As our newly elected leaders reconvene for next legislative session and beyond, it is important they recognize that widely shared prosperity doesn’t happen by accident.  History, supported by persuasive research, proves that prosperity happens when we deliberately invest in the foundations of a strong economy – broad and equal opportunity to build knowledge and skills, adequate compensation and support for workers, and adequate investments in conditions that foster economic growth. 

But the opportunities that built a strong middle class – attending quality public schools, access to health care and transportation, affording a home and growing up in safe, healthy neighborhoods – are not as abundant as they need to be. Nor are they equally available to everyone.  And even if everyone had access to such opportunities, Washington state simply does not have enough jobs that pay what’s needed for workers and their families to meet basic needs, let alone prosper.  Over the last four years, an all-cuts budget approach to dealing with unprecedented declines in state revenue has made matters worse by eliminating jobs and limiting the opportunities Washingtonians need to get ahead.
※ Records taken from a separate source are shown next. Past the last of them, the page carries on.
impl ServiceStore {
    pub fn new(pool: SqlitePool) -> Self {
        Self { pool }
    }

    pub async fn list_published(&self) -> Result<Vec<Service>, CmsError> {
        let rows = sqlx::query_as::<_, Service>(
            "SELECT * FROM services WHERE status = ? ORDER BY sort_order, title",
        )
        .bind(PublishStatus::Published)
        .fetch_all(&self.pool)
        .await?;
        Ok(rows)
    }

    pub async fn list(&self, window: Pagination) -> Result<Paged<Service>, CmsError> {
        let (total,): (i64,) = sqlx::query_as("SELECT COUNT(*) FROM services")
            .fetch_one(&self.pool)
            .await?;
        let rows = sqlx::query_as::<_, Service>(
            "SELECT * FROM services ORDER BY sort_order, id LIMIT ? OFFSET ?",
        )
        .bind(window.limit)
        .bind(window.offset())
        .fetch_all(&self.pool)
        .await?;
        Ok(Paged::new(rows, total, window))
    }

    pub async fn get(&self, id: i64) -> Result<Option<Service>, CmsError> {
        let row = sqlx::query_as::<_, Service>("SELECT * FROM services WHERE id = ?")
            .bind(id)
            .fetch_optional(&self.pool)
            .await?;
        Ok(row)
    }

    pub async fn get_published(&self, slug: &str) -> Result<Option<Service>, CmsError> {
        let row = sqlx::query_as::<_, Service>("SELECT * FROM services WHERE slug = ? AND status = ?")
            .bind(slug)
            .bind(PublishStatus::Published)
            .fetch_optional(&self.pool)
            .await?;
        Ok(row)
    }

    pub async fn create(&self, input: ServiceWrite) -> Result<Service, CmsError> {
        let now = Utc::now();
        let row = sqlx::query_as::<_, Service>(
            r#"INSERT INTO services (
                   title, slug, summary, description, icon, features, sort_order, status,
                   created_at, updated_at
               ) VALUES (?, ?, ?, ?, ?, ?, ?, ?, ?, ?)
               RETURNING *"#,
        )
        .bind(input.title)
        .bind(input.slug)
        .bind(input.summary)
        .bind(input.description)
        .bind(input.icon)
        .bind(Json(input.features))
        .bind(input.sort_order)
        .bind(input.status)
        .bind(now)
        .bind(now)
        .fetch_one(&self.pool)
        .await?;
        Ok(row)
    }

    pub async fn update(&self, id: i64, input: ServiceWrite) -> Result<Option<Service>, CmsError> {
        let row = sqlx::query_as::<_, Service>(
            r#"UPDATE services SET
                   title = ?, slug = ?, summary = ?, description = ?, icon = ?,
                   features = ?, sort_order = ?, status = ?, updated_at = ?
               WHERE id = ?
               RETURNING *"#,
        )
        .bind(input.title)
        .bind(input.slug)
        .bind(input.summary)
        .bind(input.description)
        .bind(input.icon)
        .bind(Json(input.features))
        .bind(input.sort_order)
        .bind(input.status)
        .bind(Utc::now())
        .bind(id)
        .fetch_optional(&self.pool)
        .await?;
        Ok(row)
    }

    pub async fn delete(&self, id: i64) -> Result<bool, CmsError> {
        let res = sqlx::query("DELETE FROM services WHERE id = ?")
            .bind(id)
            .execute(&self.pool)
            .await?;
        Ok(res.rows_affected() > 0)
    }
}

#[derive(Debug, Clone)]
pub struct ResourceWrite {
    pub title: String,
    pub slug: String,
    pub description: String,
    pub kind: ResourceKind,
    pub file_url: String,
    pub gated: bool,
    pub status: PublishStatus,
}

#[derive(Clone)]
pub struct ResourceStore {
    pool: SqlitePool,
}

impl ResourceStore {
    pub fn new(pool: SqlitePool) -> Self {
        Self { pool }
    }

    pub async fn list_published(&self, kind: Option<ResourceKind>) -> Result<Vec<Resource>, CmsError> {
        let rows = sqlx::query_as::<_, Resource>(
            r#"SELECT * FROM resources
               WHERE status = ? AND COALESCE(? = kind, 1)
               ORDER BY created_at DESC, id DESC"#,
        )
        .bind(PublishStatus::Published)
        .bind(kind)
        .fetch_all(&self.pool)
        .await?;
        Ok(rows)
    }

    pub async fn list(&self, window: Pagination) -> Result<Paged<Resource>, CmsError> {
        let (total,): (i64,) = sqlx::query_as("SELECT COUNT(*) FROM resources")
            .fetch_one(&self.pool)
            .await?;
        let rows = sqlx::query_as::<_, Resource>(
            "SELECT * FROM resources ORDER BY created_at DESC, id DESC LIMIT ? OFFSET ?",
        )
        .bind(window.limit)
        .bind(window.offset())
        .fetch_all(&self.pool)
        .await?;
        Ok(Paged::new(rows, total, window))
    }

    pub async fn get(&self, id: i64) -> Result<Option<Resource>, CmsError> {
        let row = sqlx::query_as::<_, Resource>("SELECT * FROM resources WHERE id = ?")
            .bind(id)
            .fetch_optional(&self.pool)
            .await?;
        Ok(row)
    }

    pub async fn get_published(&self, slug: &str) -> Result<Option<Resource>, CmsError> {
        let row =
            sqlx::query_as::<_, Resource>("SELECT * FROM resources WHERE slug = ? AND status = ?")
                .bind(slug)
                .bind(PublishStatus::Published)
                .fetch_optional(&self.pool)
                .await?;
        Ok(row)
    }

    pub async fn create(&self, input: ResourceWrite) -> Result<Resource, CmsError> {
        let now = Utc::now();
        let row = sqlx::query_as::<_, Resource>(
            r#"INSERT INTO resources (
                   title, slug, description, kind, file_url, gated, status, created_at, updated_at
               ) VALUES (?, ?, ?, ?, ?, ?, ?, ?, ?)
               RETURNING *"#,
        )
        .bind(input.title)
        .bind(input.slug)
        .bind(input.description)
        .bind(input.kind)
        .bind(input.file_url)
        .bind(input.gated)
        .bind(input.status)
        .bind(now)
        .bind(now)
        .fetch_one(&self.pool)
        .await?;
        Ok(row)
    }

    pub async fn update(&self, id: i64, input: ResourceWrite) -> Result<Option<Resource>, CmsError> {
        let row = sqlx::query_as::<_, Resource>(
            r#"UPDATE resources SET
                   title = ?, slug = ?, description = ?, kind = ?, file_url = ?,
                   gated = ?, status = ?, updated_at = ?
               WHERE id = ?
               RETURNING *"#,
        )
        .bind(input.title)
        .bind(input.slug)
        .bind(input.description)
        .bind(input.kind)
        .bind(input.file_url)
        .bind(input.gated)
        .bind(input.status)
        .bind(Utc::now())
        .bind(id)
        .fetch_optional(&self.pool)
        .await?;
        Ok(row)
    }

    pub async fn record_download(&self, id: i64) -> Result<(), CmsError> {
        sqlx::query("UPDATE resources SET download_count = download_count + 1 WHERE id = ?")
            .bind(id)
            .execute(&self.pool)
            .await?;
        Ok(())
    }

    pub async fn delete(&self, id: i64) -> Result<bool, CmsError> {
        let res = sqlx::query("DELETE FROM resources WHERE id = ?")
            .bind(id)
            .execute(&self.pool)
            .await?;
        Ok(res.rows_affected() > 0)
    }
}

#[derive(Debug, Clone)]
pub struct CaseStudyWrite {
    pub title: String,
    pub slug: String,
    pub client: String,
    pub industry: String,
    pub summary: String,
    pub challenge: String,
    pub solution: String,
    pub results: Vec<String>,
    pub cover_image: Option<String>,
    pub status: PublishStatus,
}

#[derive(Clone)]
pub struct CaseStudyStore {
    pool: SqlitePool,
}

impl CaseStudyStore {
    pub fn new(pool: SqlitePool) -> Self {
        Self { pool }
    }

    pub async fn list_published(&self, industry: Option<&str>) -> Result<Vec<CaseStudy>, CmsError> {
        let rows = sqlx::query_as::<_, CaseStudy>(
            r#"SELECT * FROM case_studies
               WHERE status = ? AND COALESCE(? = industry, 1)
               ORDER BY published_at DESC, id DESC"#,
        )
        .bind(PublishStatus::Published)
        .bind(industry)
        .fetch_all(&self.pool)
        .await?;
        Ok(rows)
    }

    pub async fn list(&self, window: Pagination) -> Result<Paged<CaseStudy>, CmsError> {
        let (total,): (i64,) = sqlx::query_as("SELECT COUNT(*) FROM case_studies")
            .fetch_one(&self.pool)
            .await?;
        let rows = sqlx::query_as::<_, CaseStudy>(
            "SELECT * FROM case_studies ORDER BY updated_at DESC, id DESC LIMIT ? OFFSET ?",
        )
        .bind(window.limit)
        .bind(window.offset())
        .fetch_all(&self.pool)
        .await?;
        Ok(Paged::new(rows, total, window))
    }

    pub async fn get(&self, id: i64) -> Result<Option<CaseStudy>, CmsError> {
        let row = sqlx::query_as::<_, CaseStudy>("SELECT * FROM case_studies WHERE id = ?")
            .bind(id)
            .fetch_optional(&self.pool)
            .await?;
        Ok(row)
    }

    pub async fn get_published(&self, slug: &str) -> Result<Option<CaseStudy>, CmsError> {
        let row = sqlx::query_as::<_, CaseStudy>(
            "SELECT * FROM case_studies WHERE slug = ? AND status = ?",
        )
        .bind(slug)
        .bind(PublishStatus::Published)
        .fetch_optional(&self.pool)
        .await?;
        Ok(row)
    }

    pub async fn create(&self, input: CaseStudyWrite) -> Result<CaseStudy, CmsError> {
        let now = Utc::now();
        let published_at = (input.status == PublishStatus::Published).then_some(now);
        let row = sqlx::query_as::<_, CaseStudy>(
            r#"INSERT INTO case_studies (
                   title, slug, client, industry, summary, challenge, solution, results,
                   cover_image, status, published_at, created_at, updated_at
               ) VALUES (?, ?, ?, ?, ?, ?, ?, ?, ?, ?, ?, ?, ?)
               RETURNING *"#,
        )
        .bind(input.title)
        .bind(input.slug)
        .bind(input.client)
        .bind(input.industry)
        .bind(input.summary)
        .bind(input.challenge)
        .bind(input.solution)
        .bind(Json(input.results))
        .bind(input.cover_image)
        .bind(input.status)
        .bind(published_at)
        .bind(now)
        .bind(now)
        .fetch_one(&self.pool)
        .await?;
        Ok(row)
    }

    pub async fn update(&self, id: i64, input: CaseStudyWrite) -> Result<Option<CaseStudy>, CmsError> {
        let now = Utc::now();
        let row = sqlx::query_as::<_, CaseStudy>(
            r#"UPDATE case_studies SET
                   title = ?, slug = ?, client = ?, industry = ?, summary = ?,
                   challenge = ?, solution = ?, results = ?, cover_image = ?, status = ?,
                   published_at = CASE
                       WHEN ? = 'published' AND published_at IS NULL THEN ?
                       ELSE published_at
                   END,
                   updated_at = ?
               WHERE id = ?
               RETURNING *"#,
        )
        .bind(input.title)
        .bind(input.slug)
        .bind(input.client)
        .bind(input.industry)
        .bind(input.summary)
        .bind(input.challenge)
        .bind(input.solution)
        .bind(Json(input.results))
        .bind(input.cover_image)
        .bind(input.status)
        .bind(input.status)
        .bind(now)
        .bind(now)
        .bind(id)
        .fetch_optional(&self.pool)
        .await?;
        Ok(row)
    }

    pub async fn delete(&self, id: i64) -> Result<bool, CmsError> {
        let res = sqlx::query("DELETE FROM case_studies WHERE id = ?")
            .bind(id)
            .execute(&self.pool)
            .await?;
        Ok(res.rows_affected() > 0)
    }
}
When more people have a chance to reach their full potential and enough economic security to make investments in the future, our economy will grow.  The good news is we know how to do this – we’ve done it before.  If policymakers pursue a coordinated set of strategies to accomplish the long-term goals, shared prosperity will follow.

eight_strategies

 

  • Opportunity for all. Opportunities that most Washingtonians need to prosper – access to high quality public schools, health care, transportation, clean environment, and work supports – are cost-effective and improve long-term outcomes for families, communities, and the economy.
  • Better jobs.  A thriving middle class is dependent on having enough jobs that allow Washingtonians to get ahead, and policies that reward workers for productivity.  In addition, public works jobs that maintain our physical infrastructure (construction and maintenance on schools, roads, bridges, transportation) and build knowledge and skills (teachers, job trainers, social workers) strengthen the foundation of a strong economy. 
  • A productive, equitable revenue system.   Ensuring abundant and equal opportunity and creating good jobs requires a revenue system that is adequate to sustain public investments.  A more equitable revenue system would ensure Washingtonians from all income levels benefit from the economic activity they help generate.
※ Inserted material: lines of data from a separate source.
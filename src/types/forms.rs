//! Bodies accepted by the public, unauthenticated endpoints.
//!
//! Free-text fields are trimmed while deserializing, so the length rules
//! judge the value that is stored.

use crate::db::models::LeadSource;
use serde::{Deserialize, Deserializer};
use validator::Validate;

#[derive(Debug, Deserialize, Validate)]
pub struct LeadInput {
    #[serde(deserialize_with = "trimmed")]
    #[validate(length(min = 1, max = 200))]
    pub name: String,
    #[serde(deserialize_with = "trimmed")]
    #[validate(email)]
    pub email: String,
    #[serde(default, deserialize_with = "trimmed_opt")]
    #[validate(length(max = 200))]
    pub company: Option<String>,
    #[serde(default, deserialize_with = "trimmed_opt")]
    #[validate(length(max = 50))]
    pub phone: Option<String>,
    #[serde(default, deserialize_with = "trimmed_opt")]
    #[validate(length(max = 5000))]
    pub message: Option<String>,
    #[serde(default, deserialize_with = "trimmed_opt")]
    #[validate(length(max = 200))]
    pub service_interest: Option<String>,
    pub source: Option<LeadSource>,
}

#[derive(Debug, Deserialize, Validate)]
pub struct ContactInput {
    #[serde(deserialize_with = "trimmed")]
    #[validate(length(min = 1, max = 200))]
    pub name: String,
    #[serde(deserialize_with = "trimmed")]
    #[validate(email)]
    pub email: String,
    #[serde(default, deserialize_with = "trimmed_opt")]
    #[validate(length(max = 200))]
    pub company: Option<String>,
    #[serde(default, deserialize_with = "trimmed_opt")]
    #[validate(length(max = 50))]
    pub phone: Option<String>,
    #[serde(default, deserialize_with = "trimmed_opt")]
    #[validate(length(max = 200))]
    pub service_interest: Option<String>,
    #[serde(deserialize_with = "trimmed")]
    #[validate(length(min = 10, max = 5000))]
    pub message: String,
}

#[derive(Debug, Deserialize, Validate)]
pub struct SubscribeInput {
    #[serde(deserialize_with = "trimmed")]
    #[validate(email)]
    pub email: String,
    #[serde(default, deserialize_with = "trimmed_opt")]
    #[validate(length(max = 200))]
    pub name: Option<String>,
}

#[derive(Debug, Deserialize, Validate)]
pub struct CommentInput {
    #[serde(deserialize_with = "trimmed")]
    #[validate(length(min = 1, max = 100))]
    pub name: String,
    #[serde(deserialize_with = "trimmed")]
    #[validate(email)]
    pub email: String,
    #[serde(deserialize_with = "trimmed")]
    #[validate(length(min = 2, max = 2000))]
    pub content: String,
    pub parent_id: Option<i64>,
}

#[derive(Debug, Default, Deserialize, Validate)]
pub struct StartChatInput {
    #[serde(default, deserialize_with = "trimmed_opt")]
    #[validate(length(min = 1, max = 100))]
    pub name: Option<String>,
    #[serde(default, deserialize_with = "trimmed_opt")]
    #[validate(email)]
    pub email: Option<String>,
    #[serde(default, deserialize_with = "trimmed_opt")]
    #[validate(length(min = 1, max = 2000))]
    pub message: Option<String>,
}

#[derive(Debug, Deserialize, Validate)]
pub struct ChatMessageInput {
    #[serde(deserialize_with = "trimmed")]
    #[validate(length(min = 1, max = 2000))]
    pub body: String,
}

/// Gated resources require `name` and `email`; open ones accept an empty body.
#[derive(Debug, Default, Deserialize, Validate)]
pub struct DownloadInput {
    #[serde(default, deserialize_with = "trimmed_opt")]
    #[validate(length(min = 1, max = 200))]
    pub name: Option<String>,
    #[serde(default, deserialize_with = "trimmed_opt")]
    #[validate(email)]
    pub email: Option<String>,
    #[serde(default, deserialize_with = "trimmed_opt")]
    #[validate(length(max = 200))]
    pub company: Option<String>,
}

#[derive(Debug, Deserialize, Validate)]
pub struct LoginInput {
    #[serde(deserialize_with = "trimmed")]
    #[validate(email)]
    pub email: String,
    #[validate(length(min = 1, max = 200))]
    pub password: String,
}

/// Lowercased, trimmed email used as the lookup key for accounts and
/// subscribers.
pub fn normalize_email(email: &str) -> String {
    email.trim().to_lowercase()
}

/// Trim an optional free-text field, dropping it when blank.
pub fn clean(value: Option<String>) -> Option<String> {
    value
        .map(|v| v.trim().to_string())
        .filter(|v| !v.is_empty())
}

/// `deserialize_with` for required text.
pub fn trimmed<'de, D>(de: D) -> Result<String, D::Error>
where
    D: Deserializer<'de>,
{
    String::deserialize(de).map(|s| s.trim().to_string())
}

/// `deserialize_with` for optional text; blank becomes `None`.
pub fn trimmed_opt<'de, D>(de: D) -> Result<Option<String>, D::Error>
where
    D: Deserializer<'de>,
{
    Option::<String>::deserialize(de).map(clean)
}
PAVING A PATH TO PROSPERITY FOR ALL

In the period following World War II, the United States experienced an economic boom like no other country.  Intentional public policy investments helped to grow a strong middle class and resulted in increased home ownership and educational attainment, a competitive workforce, personal income gains, and a growing number of families achieving economic security.[1]  

History teaches a valuable lesson – public investments reap returns by providing the foundations for a strong economy.  Every state, as well as every one of the United States peer nations, requires public investment for a thriving business sector, educating citizens, preparing their workforce, and remaining competitive in a global economy. 

We have much to learn from this history of prosperity, but we must also acknowledge it was not shared by everyone, nor did we maintain the foundation to make it last.  People of color, historically denied access to opportunities, were excluded from most of the economic gains, increasing racial and social inequality.  And beginning in the 1980s, public investments that provided opportunity and supported workers and their families were slowly dismantled, hurting the middle class and increasing the number of low income families.[2]

Washington state’s economy will grow and thrive only if all Washingtonians have the opportunities and jobs they need.  We’ve got work to do.  In Washington state today:

Opportunity is neither abundant nor equal

According to the Opportunity Index,[3]  a measurement of the economic, education, health, and civic opportunities for all U.S. counties, no county in Washington state gets a grade of “A” for comprehensive access to high quality education, adequate health care, affordable housing,  and safe communities. Just six counties receive a grade of “B” or higher, and the remaining 31 counties receive a grade ranging between “B-“ and “D+” (data was not available for two counties). A different study specific to the Central Puget Sound found that access to opportunity is weak for the region, with people of color having the least access. Just four of every 10 residents in the Central Puget Sound region have access to high opportunity, and Black, Hispanic, and American Indian residents had less access than White and Asian[4]  residents (Figure 1).

prosperity_fig1_opportunity
 

The job market is comprised of mostly low-paying work

Unemployment in Washington state remains high (8.5 percent),[5]  largely because not enough jobs are available to meet the demand.  While jobs have grown steadily since the recession officially ended in June 2009, fewer than half (48 percent) of the 154,000 jobs lost during the recession have been recovered.[6]   Jobs in the private sector are increasing, but these gains have been partially offset by losses in the public sector, hurting our overall economic recovery.[7]  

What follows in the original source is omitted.